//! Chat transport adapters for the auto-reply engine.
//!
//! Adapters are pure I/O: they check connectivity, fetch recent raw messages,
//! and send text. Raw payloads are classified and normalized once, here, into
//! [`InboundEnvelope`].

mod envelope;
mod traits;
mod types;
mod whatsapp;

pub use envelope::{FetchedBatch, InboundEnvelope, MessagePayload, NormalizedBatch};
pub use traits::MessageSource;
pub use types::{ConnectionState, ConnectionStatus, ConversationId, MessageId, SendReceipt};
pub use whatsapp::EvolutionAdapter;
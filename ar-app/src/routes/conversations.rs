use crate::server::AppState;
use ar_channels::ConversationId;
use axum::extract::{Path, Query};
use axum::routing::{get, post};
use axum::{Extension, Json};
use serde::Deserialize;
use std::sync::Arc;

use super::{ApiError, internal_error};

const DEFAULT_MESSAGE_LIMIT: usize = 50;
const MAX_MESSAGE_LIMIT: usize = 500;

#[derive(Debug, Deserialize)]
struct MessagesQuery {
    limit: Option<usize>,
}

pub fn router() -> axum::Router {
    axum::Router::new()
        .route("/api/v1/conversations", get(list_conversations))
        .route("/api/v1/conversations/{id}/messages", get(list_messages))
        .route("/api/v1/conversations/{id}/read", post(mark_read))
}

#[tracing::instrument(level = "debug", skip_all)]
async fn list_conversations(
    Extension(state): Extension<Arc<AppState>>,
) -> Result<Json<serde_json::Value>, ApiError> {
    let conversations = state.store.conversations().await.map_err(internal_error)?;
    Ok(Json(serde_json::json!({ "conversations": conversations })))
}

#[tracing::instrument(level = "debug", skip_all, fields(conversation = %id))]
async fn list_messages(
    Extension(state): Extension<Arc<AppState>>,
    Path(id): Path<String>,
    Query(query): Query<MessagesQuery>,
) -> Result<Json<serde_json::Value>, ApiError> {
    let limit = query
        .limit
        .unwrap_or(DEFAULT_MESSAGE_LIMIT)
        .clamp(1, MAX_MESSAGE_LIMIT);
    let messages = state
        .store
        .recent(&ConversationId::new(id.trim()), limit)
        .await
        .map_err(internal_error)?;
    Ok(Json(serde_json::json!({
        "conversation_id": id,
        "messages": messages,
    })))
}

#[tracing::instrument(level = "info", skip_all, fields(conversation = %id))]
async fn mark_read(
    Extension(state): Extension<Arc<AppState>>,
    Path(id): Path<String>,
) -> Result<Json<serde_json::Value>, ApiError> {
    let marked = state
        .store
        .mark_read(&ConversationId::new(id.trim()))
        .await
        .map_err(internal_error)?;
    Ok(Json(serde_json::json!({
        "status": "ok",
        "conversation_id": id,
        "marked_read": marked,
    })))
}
• • • • • • •
Problem to solve
Exactly as written, give the records again.

Task output
//! Chat transport adapters for the auto-reply engine.
//!
//! Adapters are pure I/O: they check connectivity, fetch recent raw messages,
//! and send text. Raw payloads are classified and normalized once, here, into
//! [`InboundEnvelope`].

mod envelope;
mod traits;
mod types;
mod whatsapp;

pub use envelope::{FetchedBatch, InboundEnvelope, MessagePayload, NormalizedBatch};
pub use traits::MessageSource;
pub use types::{ConnectionState, ConnectionStatus, ConversationId, MessageId, SendReceipt};
pub use whatsapp::EvolutionAdapter;
filename ar-app/src/routes/conversations.rs
use crate::server::AppState;
use ar_channels::ConversationId;
use axum::extract::{Path, Query};
use axum::routing::{get, post};
use axum::{Extension, Json};
use serde::Deserialize;
use std::sync::Arc;

use super::{ApiError, internal_error};

const DEFAULT_MESSAGE_LIMIT: usize = 50;
const MAX_MESSAGE_LIMIT: usize = 500;

#[derive(Debug, Deserialize)]
struct MessagesQuery {
    limit: Option<usize>,
}

pub fn router() -> axum::Router {
    axum::Router::new()
        .route("/api/v1/conversations", get(list_conversations))
        .route("/api/v1/conversations/{id}/messages", get(list_messages))
        .route("/api/v1/conversations/{id}/read", post(mark_read))
}

#[tracing::instrument(level = "debug", skip_all)]
async fn list_conversations(
    Extension(state): Extension<Arc<AppState>>,
) -> Result<Json<serde_json::Value>, ApiError> {
    let conversations = state.store.conversations().await.map_err(internal_error)?;
    Ok(Json(serde_json::json!({ "conversations": conversations })))
}

#[tracing::instrument(level = "debug", skip_all, fields(conversation = %id))]
async fn list_messages(
    Extension(state): Extension<Arc<AppState>>,
    Path(id): Path<String>,
    Query(query): Query<MessagesQuery>,
) -> Result<Json<serde_json::Value>, ApiError> {
    let limit = query
        .limit
        .unwrap_or(DEFAULT_MESSAGE_LIMIT)
        .clamp(1, MAX_MESSAGE_LIMIT);
    let messages = state
        .store
        .recent(&ConversationId::new(id.trim()), limit)
        .await
        .map_err(internal_error)?;
    Ok(Json(serde_json::json!({
        "conversation_id": id,
        "messages": messages,
    })))
}

#[tracing::instrument(level = "info", skip_all, fields(conversation = %id))]
async fn mark_read(
    Extension(state): Extension<Arc<AppState>>,
    Path(id): Path<String>,
) -> Result<Json<serde_json::Value>, ApiError> {
    let marked = state
        .store
        .mark_read(&ConversationId::new(id.trim()))
        .await
        .map_err(internal_error)?;
    Ok(Json(serde_json::json!({
        "status": "ok",
        "conversation_id": id,
        "marked_read": marked,
    })))
}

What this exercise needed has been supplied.